What exactly is that cosmic force? A constitutional amendment that would take away the governor’s sole power to appoint judges during vacancies, and hand it over to the General Assembly.
Democrats have decried the proposal as a seismic power shift, and a three-panel judge three-judge panel recently told the legislature (which is controlled by Republicans) to rewrite the amendment language.
How radical is this power shift, really?
Not very, says House Speaker Tim Moore.
Moore said on Aug. 24 that the proposed constitutional amendment "actually puts us in line with what most other states do. Very few states allow a governor unilateral and sole discretion to pick those judges who continue to serve."
What the proposal would change
Currently, in North Carolina, the governor has the full discretion to appoint someone to fill a vacant judicial seat to serve until the next general election. Judges in North Carolina are selected through partisan elections.
The constitutional amendment, if it passes, would lead to the creation of a Nonpartisan Judicial Merit Commission of no more than nine members. The members of the commission would be picked by the governor, the General Assembly and the state’s chief justice. The commission would verify that all candidates who apply are legally qualified and assess their merit, without regard for party affiliation. The list of candidates then would go to the General Assembly, and lawmakers would pick at least two for the governor to choose from.
Is this a revolutionary change? Not really.
What other states do
When PolitiFact reached out to Moore’s office, spokesperson Joseph Kyzer cited a Ballotpedia page that says "34 states and the District of Columbia use some variation of assisted appointment." The Ballotpedia information includes all states that use a merit commission in some form, including for first-term appointments, judicial vacancies or in combination with other methods.

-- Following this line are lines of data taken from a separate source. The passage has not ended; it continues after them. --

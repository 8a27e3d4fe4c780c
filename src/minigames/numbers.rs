//! Number clicking game
//!
//! Ten bubbles numbered 1 to 10 are scattered over the field without
//! overlapping. Clicking the active bubble pops it; popped bubbles fade out
//! over a few frames and are then removed.

use glam::Vec2;
use log::{info, warn};
use rand::Rng;
use serde::{Deserialize, Serialize};

use super::{RoundPhase, round_rng};

pub const FIELD_WIDTH: f32 = 1280.0;
pub const FIELD_HEIGHT: f32 = 960.0;
pub const BUBBLE_RADIUS: f32 = 40.0;
pub const BUBBLE_COUNT: u32 = 10;
/// Gap to the field edge; the vertical band is inset further for the HUD
const MARGIN: i32 = 50;
const HUD_INSET: i32 = 100;
const MIN_SPACING: f32 = BUBBLE_RADIUS * 2.0 + 5.0;
const MAX_PLACEMENT_ATTEMPTS: u32 = 1000;
const FADE_STEP: u8 = 5;

#[derive(Debug, Clone, Copy, PartialEq, Serialize, Deserialize)]
pub struct Bubble {
    pub number: u32,
    pub center: Vec2,
    /// 255 while live; counts down once popped
    pub alpha: u8,
    pub fading: bool,
}

impl Bubble {
    fn contains(&self, point: Vec2) -> bool {
        self.center.distance(point) <= BUBBLE_RADIUS
    }
}

#[derive(Debug, Clone, Copy, PartialEq, Eq)]
pub enum ClickResult {
    Popped { number: u32 },
    /// The tenth bubble; carries the round time
    Finished { elapsed_ms: u64 },
    Missed,
    Ignored,
}

#[derive(Debug, Clone, Serialize, Deserialize)]
pub struct NumberGame {
    seed: u64,
    rounds_started: u64,
    phase: RoundPhase,
    bubbles: Vec<Bubble>,
    active: u32,
    started_at: u64,
    final_ms: Option<u64>,
}

/// Scatter `BUBBLE_COUNT` bubbles, keeping centers `MIN_SPACING` apart.
/// A bubble that finds no free spot keeps its last candidate.
fn place_bubbles(rng: &mut impl Rng) -> Vec<Bubble> {
    let r = BUBBLE_RADIUS as i32;
    let x_range = (MARGIN + r)..=(FIELD_WIDTH as i32 - MARGIN - r);
    let y_range = (MARGIN + r + HUD_INSET)..=(FIELD_HEIGHT as i32 - MARGIN - r - HUD_INSET);

    let mut bubbles: Vec<Bubble> = Vec::with_capacity(BUBBLE_COUNT as usize);
    for number in 1..=BUBBLE_COUNT {
        let mut center = Vec2::ZERO;
        let mut placed = false;
        for _ in 0..MAX_PLACEMENT_ATTEMPTS {
            center = Vec2::new(
                rng.random_range(x_range.clone()) as f32,
                rng.random_range(y_range.clone()) as f32,
            );
            if bubbles
                .iter()
                .all(|b| b.center.distance(center) >= MIN_SPACING)
            {
                placed = true;
                break;
            }
        }
        if !placed {
            warn!("No free spot for bubble {number}, overlapping");
        }
        bubbles.push(Bubble {
            number,
            center,
            alpha: u8::MAX,
            fading: false,
        });
    }
    bubbles
}

impl NumberGame {
    pub fn new(seed: u64) -> Self {
        Self {
            seed,
            rounds_started: 0,
            phase: RoundPhase::NotStarted,
            bubbles: Vec::new(),
            active: 1,
            started_at: 0,
            final_ms: None,
        }
    }

    pub fn phase(&self) -> RoundPhase {
        self.phase
    }

    pub fn bubbles(&self) -> &[Bubble] {
        &self.bubbles
    }

    /// Number that must be clicked next
    pub fn active(&self) -> u32 {
        self.active
    }

    pub fn popped_count(&self) -> u32 {
        self.active - 1
    }

    /// Start a round; only from `NotStarted` (see `play_again`)
    pub fn start(&mut self, now_ms: u64) -> bool {
        if self.phase != RoundPhase::NotStarted {
            return false;
        }
        let mut rng = round_rng(self.seed, self.rounds_started);
        self.rounds_started += 1;
        self.bubbles = place_bubbles(&mut rng);
        self.active = 1;
        self.started_at = now_ms;
        self.final_ms = None;
        self.phase = RoundPhase::InProgress;
        info!("Number round {} started", self.rounds_started);
        true
    }

    pub fn click(&mut self, point: Vec2, now_ms: u64) -> ClickResult {
        if self.phase != RoundPhase::InProgress {
            return ClickResult::Ignored;
        }
        let active = self.active;
        let Some(bubble) = self
            .bubbles
            .iter_mut()
            .find(|b| b.number == active && !b.fading)
        else {
            return ClickResult::Missed;
        };
        if !bubble.contains(point) {
            return ClickResult::Missed;
        }

        bubble.fading = true;
        if active < BUBBLE_COUNT {
            self.active += 1;
            return ClickResult::Popped { number: active };
        }
        self.active += 1;
        let elapsed_ms = now_ms.saturating_sub(self.started_at);
        self.final_ms = Some(elapsed_ms);
        self.phase = RoundPhase::Finished;
        info!("Number round finished in {elapsed_ms} ms");
        ClickResult::Finished { elapsed_ms }
    }

    /// Per-frame fade of popped bubbles
    pub fn update(&mut self) {
        for bubble in self.bubbles.iter_mut().filter(|b| b.fading) {
            bubble.alpha = bubble.alpha.saturating_sub(FADE_STEP);
        }
        self.bubbles.retain(|b| !b.fading || b.alpha > 0);
    }

    /// Back to `NotStarted` after a finished round
    pub fn play_again(&mut self) -> bool {
        if self.phase != RoundPhase::Finished {
            return false;
        }
        self.phase = RoundPhase::NotStarted;
        self.bubbles.clear();
        self.active = 1;
        self.final_ms = None;
        true
    }

    pub fn elapsed_ms(&self, now_ms: u64) -> u64 {
        match self.phase {
            RoundPhase::NotStarted => 0,
            RoundPhase::InProgress => now_ms.saturating_sub(self.started_at),
            RoundPhase::Finished => self.final_ms.unwrap_or(0),
        }
    }
}

#[cfg(test)]
mod tests {
    use super::*;

    fn center_of(game: &NumberGame, number: u32) -> Vec2 {
        game.bubbles()
            .iter()
            .find(|b| b.number == number)
            .unwrap()
            .center
    }

    fn started(seed: u64) -> NumberGame {
        let mut game = NumberGame::new(seed);
        assert!(game.start(1000));
        game
    }

    #[test]
    fn test_bubbles_inside_band_and_spaced() {
        for seed in 0..20 {
            let game = started(seed);
            let bubbles = game.bubbles();
            assert_eq!(bubbles.len(), BUBBLE_COUNT as usize);
            for (i, a) in bubbles.iter().enumerate() {
                assert_eq!(a.number, i as u32 + 1);
                assert!(a.center.x >= 90.0 && a.center.x <= 1190.0);
                assert!(a.center.y >= 190.0 && a.center.y <= 770.0);
                for b in &bubbles[i + 1..] {
                    assert!(a.center.distance(b.center) >= MIN_SPACING);
                }
            }
        }
    }

    #[test]
    fn test_same_seed_same_layout() {
        assert_eq!(started(7).bubbles(), started(7).bubbles());
    }

    #[test]
    fn test_click_before_start_is_ignored() {
        let mut game = NumberGame::new(1);
        assert_eq!(game.click(Vec2::new(100.0, 200.0), 0), ClickResult::Ignored);
    }

    #[test]
    fn test_only_active_bubble_pops() {
        let mut game = started(3);
        let second = center_of(&game, 2);
        assert_eq!(game.click(second, 1100), ClickResult::Missed);

        let first = center_of(&game, 1);
        let edge = first + Vec2::new(BUBBLE_RADIUS, 0.0);
        assert_eq!(game.click(edge, 1200), ClickResult::Popped { number: 1 });
        assert_eq!(game.active(), 2);
        assert_eq!(game.popped_count(), 1);
    }

    #[test]
    fn test_click_outside_radius_misses() {
        let mut game = started(3);
        let first = center_of(&game, 1);
        let outside = first + Vec2::new(BUBBLE_RADIUS + 1.0, 0.0);
        assert_eq!(game.click(outside, 1100), ClickResult::Missed);
        assert_eq!(game.active(), 1);
    }

    #[test]
    fn test_popped_bubble_fades_then_disappears() {
        let mut game = started(4);
        let first = center_of(&game, 1);
        game.click(first, 1100);

        game.update();
        let bubble = game.bubbles().iter().find(|b| b.number == 1).unwrap();
        assert!(bubble.fading);
        assert_eq!(bubble.alpha, 250);

        for _ in 0..50 {
            game.update();
        }
        assert!(game.bubbles().iter().all(|b| b.number != 1));
        assert_eq!(game.bubbles().len(), 9);
        assert!(game.bubbles().iter().all(|b| b.alpha == u8::MAX));
    }

    #[test]
    fn test_tenth_pop_finishes_round() {
        let mut game = started(5);
        for number in 1..BUBBLE_COUNT {
            let center = center_of(&game, number);
            assert_eq!(game.click(center, 2000), ClickResult::Popped { number });
        }
        let last = center_of(&game, BUBBLE_COUNT);
        assert_eq!(
            game.click(last, 4500),
            ClickResult::Finished { elapsed_ms: 3500 }
        );
        assert_eq!(game.phase(), RoundPhase::Finished);
        assert_eq!(game.elapsed_ms(99_999), 3500);
        assert_eq!(game.click(last, 5000), ClickResult::Ignored);
    }

    #[test]
    fn test_play_again_resets_to_not_started() {
        let mut game = started(6);
        assert!(!game.play_again());
        assert!(!game.start(0));

        for number in 1..=BUBBLE_COUNT {
            let center = center_of(&game, number);
            game.click(center, 2000);
        }
        assert!(game.play_again());
        assert_eq!(game.phase(), RoundPhase::NotStarted);
        assert!(game.bubbles().is_empty());
        assert_eq!(game.active(), 1);

        let first_layout: Vec<Vec2> = started(6).bubbles().iter().map(|b| b.center).collect();
        assert!(game.start(10_000));
        let second_layout: Vec<Vec2> = game.bubbles().iter().map(|b| b.center).collect();
        assert_ne!(first_layout, second_layout);
    }
}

According to data from the New York University’s Brennan Center for Justice, most states do actually have some type of merit commission in place to help select judges.
When filling a state Supreme Court vacancy, 34 states do use some type of merit nominating commission during the process according to the data from the Brennan Center.
Only seven states currently allow the governor to directly fill state Supreme Court vacancies: Alabama, Ohio, Michigan, Minnesota, North Carolina, Arkansas and Washington.
When filling vacancies in state appellate courts, the Brennan Center reports, 23 states use a nominating commission. Meanwhile, 34 states use nominating commissions to fill vacant judgeships in trial courts.
Types of merit selection
It sounds as if most states do have some type of merit nominating commission, although there are a few differences in how they operate.
Missouri was the first state to have a merit commission in 1940. Its setup is often regarded as the "gold standard" merit commission plan. The Missouri State Bar, Governor and Supreme Court have an equal share in choosing commission members. Those members then elect who the head of the commission will be. The Missouri legislature has no say in the matter.
Bill Raftery, a senior analyst at the National Center for State Courts, says some don’t have the Missouri plan in place because states interpret "merit commission" differently and with varying degrees of involvement from legislators. He said because of that the term "merit commission" can be misleading by suggesting that a third party is involved in selecting judges.
In the proposed North Carolina commission, the General Assembly, Governor and the Chief Justice of the Supreme Court would select the commission members. The state’s current Chief Justice is Mark Martin, a Republican. He was elected in 2014 for an eight year term.
According to information from the nonpartisan American Judicature Society, seven states give their legislature some type of role in appointing commission members.
An NC nominating commission
That’s not the only major difference between the proposed North Carolina commission and other commissions.
In the proposed amendment, the role of the commission would be to make sure the candidates are qualified to fill judicial vacancies, as prescribed by the law, without regard to their party affiliation. The commission’s evaluation would then be sent to the General Assembly, who will choose at least two candidates for the governor to choose from.
"The nominating commission is only tasked with determining if the applicants meet the legal qualifications to be a judge, which is different than how nominating commissions are used in other states," said Douglas Keith, counsel in the Democracy program for the New York University’s Brennan Center for Justice.
Stephen Ware, a law professor at the University of Kansas, says that, based on the description in the ballot, the merit commission would play a less powerful role than in other states if its objective is to check "legal requirements as opposed to assessing the pros and cons of applicants and making the hard choices of who would be better."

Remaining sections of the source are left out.